# Solved: Invalid MAC Address



## omsoft (Apr 23, 2010)

I have a Linksys WAP55AG access point and a Dell Latitude E4300 laptop. The laptop has wireless 1510 wireless-n wlan mini-card.

I do MAC filtering on the access point. This works well with another laptop and Blackberry and such. But when I enter the MAC address of the E4300, I get an Invalid MAC address error. The only difference I noticed between all other MAC addresses and this one is that this address starts with first number as c4. All others are 00 . 
hanks.
Could that be the reason? Dell website seems to imply that the card is backward compatible with 802 G.

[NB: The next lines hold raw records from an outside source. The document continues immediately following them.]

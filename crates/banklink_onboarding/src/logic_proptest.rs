#[cfg(test)]
mod tests {
    use crate::logic::{client_user_id, sanitize_email};
    use proptest::prelude::*;
    use proptest::sample::Index;

    // Same filtering rule written out independently of the implementation
    fn ascii_alphanumerics(email: &str) -> String {
        let mut kept = String::new();
        for c in email.chars() {
            if c.is_ascii_alphanumeric() {
                kept.push(c);
            }
        }
        kept
    }

    proptest! {
        // The Plaid user id is always `<customerId>-<filtered email>`
        #[test]
        fn test_client_user_id_is_customer_dash_filtered_email(
            customer_id in "cus_[A-Za-z0-9]{1,24}",
            email in "\\PC{0,40}",
        ) {
            let expected = format!("{}-{}", customer_id, ascii_alphanumerics(&email));
            prop_assert_eq!(client_user_id(&customer_id, &email), expected);
        }

        // Whatever the input, the suffix only holds [A-Za-z0-9]
        #[test]
        fn test_email_suffix_is_ascii_alphanumeric(email in "\\PC{0,60}") {
            let suffix = sanitize_email(&email);
            prop_assert!(suffix.chars().all(|c| c.is_ascii_alphanumeric()));
            prop_assert!(suffix.len() <= email.len());
        }

        // Punctuation inserted anywhere does not change the suffix
        #[test]
        fn test_punctuation_does_not_change_suffix(
            email in "[a-zA-Z0-9@.]{0,30}",
            punctuation in "[.+_@!#%-]{1,5}",
            position in any::<Index>(),
        ) {
            let at = position.index(email.len() + 1);
            let mut noisy = email.clone();
            noisy.insert_str(at, &punctuation);

            prop_assert_eq!(sanitize_email(&noisy), sanitize_email(&email));
            prop_assert_eq!(
                client_user_id("cus_1", &noisy),
                client_user_id("cus_1", &email)
            );
        }
    }
}
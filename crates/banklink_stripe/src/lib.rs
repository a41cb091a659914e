// --- File: crates/banklink_stripe/src/lib.rs ---

pub mod error;
pub mod logic;
pub mod service;

pub use error::StripeError; // Re-export the error type
pub use service::StripeBillingService; // Re-export the billing service
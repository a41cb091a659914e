// --- File: crates/banklink_common/src/http/client.rs ---
use once_cell::sync::Lazy;
use reqwest::{Client, Error as ReqwestError};
use std::time::Duration;

/// Upper bound on a single Stripe or Plaid round trip.
pub const PROVIDER_TIMEOUT_SECS: u64 = 30;

/// Connection pool shared by the Stripe and Plaid clients.
pub static HTTP_CLIENT: Lazy<Client> = Lazy::new(|| {
    create_client(PROVIDER_TIMEOUT_SECS).unwrap_or_else(|err| {
        tracing::warn!("Falling back to a default HTTP client: {}", err);
        Client::new()
    })
});

/// Builds a provider client whose requests give up after `timeout_secs`.
pub fn create_client(timeout_secs: u64) -> Result<Client, ReqwestError> {
    Client::builder()
        .user_agent(concat!("banklink/", env!("CARGO_PKG_VERSION")))
        .timeout(Duration::from_secs(timeout_secs))
        .build()
}
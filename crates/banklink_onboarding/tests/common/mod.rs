// Counting stubs of the two provider traits, shared by the integration tests.
#![allow(dead_code)]

use banklink_common::{
    external_service_error, AccessCredential, BankLinkService, BanklinkError, BillingCustomer,
    BillingService, BoxFuture, LinkSession, PaymentMethodRecord, ProcessorToken, ServiceFactory,
    SharedBankLinkService, SharedBillingService, SubscriptionRecord,
};
use std::io;
use std::sync::{Arc, Mutex};
use std::time::Duration;
use tracing_subscriber::fmt::MakeWriter;

pub const CUSTOMER_ID: &str = "cus_test_1";
pub const LINK_TOKEN: &str = "link-sandbox-test";
pub const ACCESS_TOKEN: &str = "access-sandbox-very-secret";
pub const BANK_ACCOUNT_TOKEN: &str = "btok_test_1";
pub const PAYMENT_METHOD_ID: &str = "pm_test_1";
pub const SUBSCRIPTION_ID: &str = "sub_test_1";

/// Records every provider call in order, fails the named step and holds
/// the slow step for a while before it answers.
#[derive(Default)]
pub struct CallLog {
    calls: Mutex<Vec<String>>,
    fail_at: Option<&'static str>,
    slow_at: Option<(&'static str, Duration)>,
    client_user_id: Mutex<Option<String>>,
    processor_access: Mutex<Option<String>>,
    subscription_price: Mutex<Option<String>>,
}

impl CallLog {
    pub fn new() -> Arc<Self> {
        Arc::new(Self::default())
    }

    pub fn failing_at(step: &'static str) -> Arc<Self> {
        Arc::new(Self {
            fail_at: Some(step),
            ..Self::default()
        })
    }

    pub fn slow_at(step: &'static str, delay: Duration) -> Arc<Self> {
        Arc::new(Self {
            slow_at: Some((step, delay)),
            ..Self::default()
        })
    }

    async fn timed_step(&self, name: &'static str) -> Result<(), BanklinkError> {
        let result = self.step(name);
        if let Some((slow, delay)) = self.slow_at {
            if slow == name {
                tokio::time::sleep(delay).await;
            }
        }
        result
    }

    fn step(&self, name: &'static str) -> Result<(), BanklinkError> {
        self.calls.lock().unwrap().push(name.to_string());
        if self.fail_at == Some(name) {
            let service = if name.contains("token") { "Plaid" } else { "Stripe" };
            return Err(external_service_error(
                service,
                Some(400),
                format!("{} rejected", name),
            ));
        }
        Ok(())
    }

    pub fn calls(&self) -> Vec<String> {
        self.calls.lock().unwrap().clone()
    }

    pub fn client_user_id(&self) -> Option<String> {
        self.client_user_id.lock().unwrap().clone()
    }

    pub fn processor_access(&self) -> Option<String> {
        self.processor_access.lock().unwrap().clone()
    }

    pub fn subscription_price(&self) -> Option<String> {
        self.subscription_price.lock().unwrap().clone()
    }
}

pub struct StubBilling(pub Arc<CallLog>);

impl BillingService for StubBilling {
    type Error = BanklinkError;

    fn create_customer(
        &self,
        email: &str,
        name: &str,
    ) -> BoxFuture<'_, BillingCustomer, Self::Error> {
        let customer = BillingCustomer {
            id: CUSTOMER_ID.to_string(),
            email: Some(email.to_string()),
            name: Some(name.to_string()),
        };
        Box::pin(async move { self.0.step("create_customer").map(|()| customer) })
    }

    fn create_bank_account_payment_method(
        &self,
        token: &ProcessorToken,
    ) -> BoxFuture<'_, PaymentMethodRecord, Self::Error> {
        let valid = token.as_str() == BANK_ACCOUNT_TOKEN;
        Box::pin(async move {
            self.0.step("create_payment_method").and_then(|()| {
                if valid {
                    Ok(PaymentMethodRecord {
                        id: PAYMENT_METHOD_ID.to_string(),
                        customer: None,
                    })
                } else {
                    Err(external_service_error("Stripe", Some(400), "unexpected token"))
                }
            })
        })
    }

    fn attach_payment_method(
        &self,
        payment_method_id: &str,
        customer_id: &str,
    ) -> BoxFuture<'_, PaymentMethodRecord, Self::Error> {
        let record = PaymentMethodRecord {
            id: payment_method_id.to_string(),
            customer: Some(customer_id.to_string()),
        };
        Box::pin(async move { self.0.step("attach_payment_method").map(|()| record) })
    }

    fn set_default_payment_method(
        &self,
        customer_id: &str,
        _payment_method_id: &str,
    ) -> BoxFuture<'_, BillingCustomer, Self::Error> {
        let customer = BillingCustomer {
            id: customer_id.to_string(),
            email: None,
            name: None,
        };
        Box::pin(async move { self.0.step("set_default_payment_method").map(|()| customer) })
    }

    fn create_subscription(
        &self,
        _customer_id: &str,
        price_id: &str,
    ) -> BoxFuture<'_, SubscriptionRecord, Self::Error> {
        *self.0.subscription_price.lock().unwrap() = Some(price_id.to_string());
        Box::pin(async move {
            self.0.step("create_subscription").map(|()| SubscriptionRecord {
                id: SUBSCRIPTION_ID.to_string(),
                status: "incomplete".to_string(),
                latest_invoice_status: Some("open".to_string()),
                first_charge_status: Some("processing".to_string()),
            })
        })
    }
}

pub struct StubBankLink(pub Arc<CallLog>);

impl BankLinkService for StubBankLink {
    type Error = BanklinkError;

    fn create_link_token(&self, client_user_id: &str) -> BoxFuture<'_, LinkSession, Self::Error> {
        *self.0.client_user_id.lock().unwrap() = Some(client_user_id.to_string());
        Box::pin(async move {
            self.0.step("create_link_token").map(|()| LinkSession {
                link_token: LINK_TOKEN.to_string(),
                expiration: None,
                request_id: Some("req_test".to_string()),
            })
        })
    }

    fn exchange_public_token(
        &self,
        _public_token: &str,
    ) -> BoxFuture<'_, AccessCredential, Self::Error> {
        Box::pin(async move {
            self.0
                .timed_step("exchange_public_token")
                .await
                .map(|()| AccessCredential::new(ACCESS_TOKEN))
        })
    }

    fn create_processor_token(
        &self,
        access: &AccessCredential,
        _account_id: &str,
    ) -> BoxFuture<'_, ProcessorToken, Self::Error> {
        *self.0.processor_access.lock().unwrap() = Some(access.expose().to_string());
        Box::pin(async move {
            self.0
                .step("create_processor_token")
                .map(|()| ProcessorToken(BANK_ACCOUNT_TOKEN.to_string()))
        })
    }
}

/// Hands out stubs that share one call log.
pub struct StubFactory {
    pub log: Arc<CallLog>,
}

impl ServiceFactory for StubFactory {
    fn billing_service(&self) -> SharedBillingService {
        Arc::new(StubBilling(self.log.clone()))
    }

    fn bank_link_service(&self) -> SharedBankLinkService {
        Arc::new(StubBankLink(self.log.clone()))
    }
}

pub fn test_config() -> banklink_config::AppConfig {
    use banklink_config::{AppConfig, PlaidConfig, PlaidEnvironment, ServerConfig, StripeConfig};

    AppConfig {
        server: ServerConfig {
            host: "127.0.0.1".to_string(),
            port: 3000,
            static_dir: "public".to_string(),
        },
        stripe: StripeConfig {
            secret_key: "sk_test_123".to_string(),
            price_id: "price_monthly".to_string(),
            api_base: "http://127.0.0.1:9".to_string(),
        },
        plaid: PlaidConfig {
            client_id: "client_abc".to_string(),
            secret: "secret_xyz".to_string(),
            env: PlaidEnvironment::Sandbox,
            client_name: "Your App Name".to_string(),
            base_url: None,
        },
    }
}

/// Collects formatted log output for assertions.
#[derive(Clone, Default)]
pub struct LogBuffer(Arc<Mutex<Vec<u8>>>);

impl LogBuffer {
    pub fn contents(&self) -> String {
        String::from_utf8_lossy(&self.0.lock().unwrap()).into_owned()
    }
}

impl io::Write for LogBuffer {
    fn write(&mut self, buf: &[u8]) -> io::Result<usize> {
        self.0.lock().unwrap().extend_from_slice(buf);
        Ok(buf.len())
    }

    fn flush(&mut self) -> io::Result<()> {
        Ok(())
    }
}

impl<'a> MakeWriter<'a> for LogBuffer {
    type Writer = LogBuffer;

    fn make_writer(&'a self) -> Self::Writer {
        self.clone()
    }
}
//! # supaforge-compiler
//!
//! Turns a [`DiscoverySnapshot`] into an ordered list of
//! [`ToolDescriptor`](supaforge_core::ToolDescriptor)s. Compilation is a pure function of the snapshot,
//! the requested categories and the compiler configuration: no I/O, no
//! clock, no randomness, so the same snapshot always compiles to the same
//! output.
//!
//! ## Safety rules
//!
//! - Descriptors reference only tables, columns, foreign keys and
//!   functions present in the snapshot.
//! - Relationships come from discovered foreign keys (including join
//!   tables whose two foreign keys were both discovered), never from
//!   naming patterns.
//! - Update and delete descriptors require a primary key and filter on it.
//! - Sensitive columns never enter a write descriptor unless the request
//!   carries an explicit override.
//! - Tables with RLS disabled yield descriptors that require the service
//!   role; with RLS enabled, caveats name the governing policies.
//!
//! ## Example
//!
//! ```ignore
//! use supaforge_compiler::{CompileRequest, compile};
//! use supaforge_core::{CompilerConfig, Operation};
//!
//! let request = CompileRequest::new([Operation::Select, Operation::Update]);
//! let output = compile(&snapshot, &CompilerConfig::default(), &request);
//! for skip in &output.skipped {
//!     println!("{} {}: {}", skip.operation, skip.resource, skip.reason);
//! }
//! ```

pub mod compiler;
pub mod filters;
pub mod naming;
pub mod priority;
pub mod relationships;
pub mod validate;

pub use compiler::{CompileOutput, CompileRequest, SkipKind, Skipped, ToolCompiler};
pub use validate::check_descriptor;

use supaforge_core::{CompilerConfig, DiscoverySnapshot};

/// Compile `snapshot` for `request` under `config`.
pub fn compile(
    snapshot: &DiscoverySnapshot,
    config: &CompilerConfig,
    request: &CompileRequest,
) -> CompileOutput {
    ToolCompiler::new(snapshot, config).compile(request)
}
//! Typed SQL statements.
//!
//! Statements carry positional parameters (`$1`, `$2`, ...) so executors
//! can bind values instead of splicing them. [`Statement::inline`] renders
//! a literal form for operators who run the SQL by hand.

use crate::target::quote_literal;
use serde::{Deserialize, Serialize};

/// What a statement does to the configuration store.
#[derive(Debug, Clone, PartialEq, Eq, Serialize, Deserialize)]
#[serde(tag = "kind", rename_all = "snake_case")]
pub enum StatementKind {
    CreateTable,
    CreateIndex { name: String },
    EnableRls,
    CreatePolicy { name: String },
    /// Transaction-scoped advisory lock serializing inserts per email.
    AdvisoryLock { email: String },
    DeactivateActive { email: String },
    InsertNextVersion { email: String },
}

impl StatementKind {
    /// Short description for logs and execution errors.
    pub fn label(&self) -> String {
        match self {
            StatementKind::CreateTable => "create table".to_string(),
            StatementKind::CreateIndex { name } => format!("create index {}", name),
            StatementKind::EnableRls => "enable row level security".to_string(),
            StatementKind::CreatePolicy { name } => format!("create policy {}", name),
            StatementKind::AdvisoryLock { .. } => "advisory lock".to_string(),
            StatementKind::DeactivateActive { .. } => "deactivate active version".to_string(),
            StatementKind::InsertNextVersion { .. } => "insert next version".to_string(),
        }
    }
}

/// A bound parameter value.
#[derive(Debug, Clone, PartialEq, Serialize, Deserialize)]
#[serde(untagged)]
pub enum SqlParam {
    Text(String),
    Json(serde_json::Value),
    Null,
}

impl SqlParam {
    fn literal(&self) -> String {
        match self {
            SqlParam::Text(s) => quote_literal(s),
            SqlParam::Json(v) => quote_literal(&v.to_string()),
            SqlParam::Null => "NULL".to_string(),
        }
    }
}

impl From<Option<String>> for SqlParam {
    fn from(value: Option<String>) -> Self {
        value.map(SqlParam::Text).unwrap_or(SqlParam::Null)
    }
}

#[derive(Debug, Clone, PartialEq)]
pub struct Statement {
    pub kind: StatementKind,
    /// SQL text with `$n` placeholders, no trailing semicolon.
    pub sql: String,
    pub params: Vec<SqlParam>,
}

impl Statement {
    pub fn new(kind: StatementKind, sql: impl Into<String>) -> Self {
        Self {
            kind,
            sql: sql.into(),
            params: Vec::new(),
        }
    }

    pub fn with_params(mut self, params: Vec<SqlParam>) -> Self {
        self.params = params;
        self
    }

    /// SQL with every placeholder replaced by a quoted literal.
    ///
    /// Single pass, so placeholder-like text inside a substituted value is
    /// left alone. `$$` quoting is passed through.
    pub fn inline(&self) -> String {
        let mut out = String::with_capacity(self.sql.len());
        let mut chars = self.sql.chars().peekable();
        while let Some(c) = chars.next() {
            if c != '$' {
                out.push(c);
                continue;
            }
            let mut digits = String::new();
            while let Some(d) = chars.peek().copied().filter(char::is_ascii_digit) {
                digits.push(d);
                chars.next();
            }
            let param = digits
                .parse::<usize>()
                .ok()
                .and_then(|n| n.checked_sub(1))
                .and_then(|idx| self.params.get(idx));
            match param {
                Some(param) => out.push_str(&param.literal()),
                None => {
                    out.push('$');
                    out.push_str(&digits);
                }
            }
        }
        out
    }
}

/// Statements meant to run together.
#[derive(Debug, Clone, Default, PartialEq)]
pub struct StatementSet {
    pub statements: Vec<Statement>,
    /// The executor must run the whole set inside one transaction.
    pub transactional: bool,
}

impl StatementSet {
    pub fn is_empty(&self) -> bool {
        self.statements.is_empty()
    }

    pub fn len(&self) -> usize {
        self.statements.len()
    }

    pub fn kinds(&self) -> impl Iterator<Item = &StatementKind> {
        self.statements.iter().map(|s| &s.kind)
    }

    /// Runnable script with literals inlined. Transactional sets are
    /// wrapped in `BEGIN`/`COMMIT`.
    pub fn render(&self) -> String {
        let mut out: Vec<String> = Vec::with_capacity(self.statements.len() + 2);
        if self.transactional && !self.statements.is_empty() {
            out.push("BEGIN;".to_string());
        }
        for stmt in &self.statements {
            out.push(format!("{};", stmt.inline()));
        }
        if self.transactional && !self.statements.is_empty() {
            out.push("COMMIT;".to_string());
        }
        out.join("\n\n")
    }
}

Any help would be greatly appreciated.

Thanks.


----------



## schang626 (Mar 2, 2010)

this happened to me once on a linksys router. what i did was i changed the first number to 00 and it worked. It might work for u too.


----------



## JohnWill (Oct 19, 2002)

Try this MAC Address Lookup site, it'll tell you if the MAC address is valid.


----------



## omsoft (Apr 23, 2010)

I tried putting 00 instead of c4 and that does not do the trick.

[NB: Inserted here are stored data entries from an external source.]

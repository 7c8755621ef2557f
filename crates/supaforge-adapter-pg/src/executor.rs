//! Statement execution against the configuration store.

use anyhow::Context;
use async_trait::async_trait;
use sqlx::postgres::{PgPoolOptions, PgQueryResult};
use sqlx::types::Json;
use sqlx::{PgPool, Postgres, Row};
use supaforge_core::ConfigurationRow;
use supaforge_provision::{ConfigTarget, ProvisionState, SqlParam, Statement, StatementSet};
use supaforge_runtime::{ExecutionReport, SqlExecutor};
use tracing::{debug, info};

/// Runs planned statements on the project's database and reads back what
/// provisioning left there.
pub struct PgConfigStore {
    pool: PgPool,
    target: ConfigTarget,
}

impl PgConfigStore {
    pub async fn connect(database_url: &str) -> anyhow::Result<Self> {
        let pool = PgPoolOptions::new()
            .max_connections(5)
            .connect(database_url)
            .await?;
        Ok(Self::with_pool(pool))
    }

    pub fn with_pool(pool: PgPool) -> Self {
        Self {
            pool,
            target: ConfigTarget::fixed(),
        }
    }

    /// The active configuration for `email`, if one is stored.
    pub async fn active_configuration(
        &self,
        email: &str,
    ) -> anyhow::Result<Option<ConfigurationRow>> {
        let sql = format!(
            r#"
            select id, email, project_name, version, tools, is_active, created_at, updated_at
            from {}
            where email = $1 and is_active
            "#,
            self.target.qualified_ident()
        );
        let row = sqlx::query(&sql)
            .bind(email)
            .fetch_optional(&self.pool)
            .await?;

        Ok(row.map(|row| {
            let tools: Json<serde_json::Value> = row.get("tools");
            ConfigurationRow {
                id: row.get("id"),
                email: row.get("email"),
                project_name: row.get("project_name"),
                version: row.get("version"),
                tools: tools.0,
                is_active: row.get("is_active"),
                created_at: row.get("created_at"),
                updated_at: row.get("updated_at"),
            }
        }))
    }
}

async fn run_statement<'e, E>(executor: E, statement: &'e Statement) -> anyhow::Result<PgQueryResult>
where
    E: sqlx::Executor<'e, Database = Postgres>,
{
    debug!(statement = %statement.kind.label(), "Executing");
    let result = if statement.params.is_empty() {
        executor.execute(sqlx::raw_sql(&statement.sql)).await
    } else {
        let mut query = sqlx::query(&statement.sql);
        for param in &statement.params {
            query = match param {
                SqlParam::Text(s) => query.bind(s.clone()),
                SqlParam::Json(v) => query.bind(Json(v.clone())),
                SqlParam::Null => query.bind(None::<String>),
            };
        }
        executor.execute(query).await
    };
    result.with_context(|| format!("{} failed", statement.kind.label()))
}

#[async_trait]
impl SqlExecutor for PgConfigStore {
    async fn execute(&self, set: &StatementSet) -> anyhow::Result<ExecutionReport> {
        if set.transactional {
            let mut tx = self.pool.begin().await?;
            for statement in &set.statements {
                run_statement(&mut *tx, statement).await?;
            }
            tx.commit().await?;
        } else {
            for statement in &set.statements {
                run_statement(&self.pool, statement).await?;
            }
        }

        info!(
            statements = set.len(),
            transactional = set.transactional,
            target = %self.target.display_name(),
            "Executed statement set"
        );
        Ok(ExecutionReport {
            statements_run: set.len(),
            message: format!(
                "executed {} statement(s) on {}",
                set.len(),
                self.target.display_name()
            ),
        })
    }

    async fn provisioned_objects(&self) -> anyhow::Result<ProvisionState> {
        let table = sqlx::query(
            r#"
            select c.relrowsecurity as rls_enabled
            from pg_catalog.pg_class c
            join pg_catalog.pg_namespace n on n.oid = c.relnamespace
            where n.nspname = $1 and c.relname = $2 and c.relkind in ('r', 'p')
            "#,
        )
        .bind(self.target.schema())
        .bind(self.target.table())
        .fetch_optional(&self.pool)
        .await?;

        let Some(table) = table else {
            return Ok(ProvisionState::fresh());
        };

        let indexes = sqlx::query(
            "select indexname::text as name from pg_catalog.pg_indexes where schemaname = $1 and tablename = $2",
        )
        .bind(self.target.schema())
        .bind(self.target.table())
        .fetch_all(&self.pool)
        .await?;

        let policies = sqlx::query(
            "select policyname::text as name from pg_catalog.pg_policies where schemaname = $1 and tablename = $2",
        )
        .bind(self.target.schema())
        .bind(self.target.table())
        .fetch_all(&self.pool)
        .await?;

        Ok(ProvisionState {
            table_exists: true,
            indexes: indexes.iter().map(|r| r.get::<String, _>("name")).collect(),
            rls_enabled: table.get("rls_enabled"),
            policies: policies.iter().map(|r| r.get::<String, _>("name")).collect(),
        })
    }
}
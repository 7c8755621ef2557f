//! Workflow states.

use serde::{Deserialize, Serialize};
use std::fmt;

#[derive(Debug, Clone, Copy, PartialEq, Eq, Hash, Serialize, Deserialize)]
#[serde(rename_all = "snake_case")]
pub enum WorkflowState {
    CollectingInputs,
    Discovering,
    Compiling,
    AwaitingConfirmation,
    Provisioning,
    Assembling,
    Done,
    Aborted,
}

impl WorkflowState {
    pub fn as_str(&self) -> &'static str {
        match self {
            WorkflowState::CollectingInputs => "collecting_inputs",
            WorkflowState::Discovering => "discovering",
            WorkflowState::Compiling => "compiling",
            WorkflowState::AwaitingConfirmation => "awaiting_confirmation",
            WorkflowState::Provisioning => "provisioning",
            WorkflowState::Assembling => "assembling",
            WorkflowState::Done => "done",
            WorkflowState::Aborted => "aborted",
        }
    }

    pub fn is_terminal(&self) -> bool {
        matches!(self, WorkflowState::Done | WorkflowState::Aborted)
    }

    /// Operator cancellation is honored only before provisioning starts.
    pub fn accepts_cancellation(&self) -> bool {
        matches!(
            self,
            WorkflowState::CollectingInputs
                | WorkflowState::Discovering
                | WorkflowState::Compiling
                | WorkflowState::AwaitingConfirmation
        )
    }

    /// Whether `next` is a legal successor.
    pub fn can_transition_to(&self, next: WorkflowState) -> bool {
        use WorkflowState::*;
        if next == Aborted {
            return !self.is_terminal();
        }
        matches!(
            (self, next),
            (CollectingInputs, Discovering)
                | (Discovering, Compiling)
                | (Compiling, AwaitingConfirmation)
                | (AwaitingConfirmation, Compiling)
                | (AwaitingConfirmation, Provisioning)
                | (AwaitingConfirmation, Assembling)
                | (Provisioning, Assembling)
                | (Assembling, Done)
        )
    }
}

impl fmt::Display for WorkflowState {
    fn fmt(&self, f: &mut fmt::Formatter<'_>) -> fmt::Result {
        f.write_str(self.as_str())
    }
}

#[cfg(test)]
mod tests {
    use super::*;

    #[test]
    fn test_transitions() {
        use WorkflowState::*;
        assert!(CollectingInputs.can_transition_to(Discovering));
        assert!(AwaitingConfirmation.can_transition_to(Compiling));
        assert!(Provisioning.can_transition_to(Assembling));
        assert!(Provisioning.can_transition_to(Aborted));
        assert!(!Compiling.can_transition_to(Provisioning));
        assert!(!Done.can_transition_to(Aborted));
        assert!(!Provisioning.accepts_cancellation());
    }
}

I also checked the MAC address database, but none of mine are recognized. May be it is not uptodate.


----------



## omsoft (Apr 23, 2010)

ON further checking,c417fe belongs to  Hon Hai Precision Ind. Co.,Ltd. and I assume a legit vendor.

How do I tell the access point that it is a valid address? I also tried a firmware upgrade on the access point. But no difference.

Thanks.


----------



## JohnWill (Oct 19, 2002)

I'd have to assume that a firmware upgrade for the WAP and/or driver updates for the adapter are about the only avenues here.


----------



## TerryNet (Mar 23, 2005)

Is there some reason you have to use MAC Address filtering instead of encryption?


----------



## omsoft (Apr 23, 2010)

I am using PSK TKP and MAC filtering as an additional layer of deterrent.

Do you have any other suggestions?

Thanks.


----------



## TerryNet (Mar 23, 2005)

I assume that you mean WPA(2)-PSK encryption with TKIP. That has not yet been broken (with a strong passphrase), so it is sufficient. I don't know why you are getting the error message, and my only suggestion is to read The ABCs of securing your wireless network, or similar information, and see if it changes your mind about continuing to fight this issue.


----------



## omsoft (Apr 23, 2010)

Thanks I will look at the link. I was just hoping an extra layer. I know it can be spoofed.


----------



## JohnWill (Oct 19, 2002)

The addition of MAC filtering only makes it harder for you to use your network, as you have already discovered.  It adds precious little to real security. I run WPA2/AES, and I don't lose any sleep worrying about people cracking my wireless network.


----------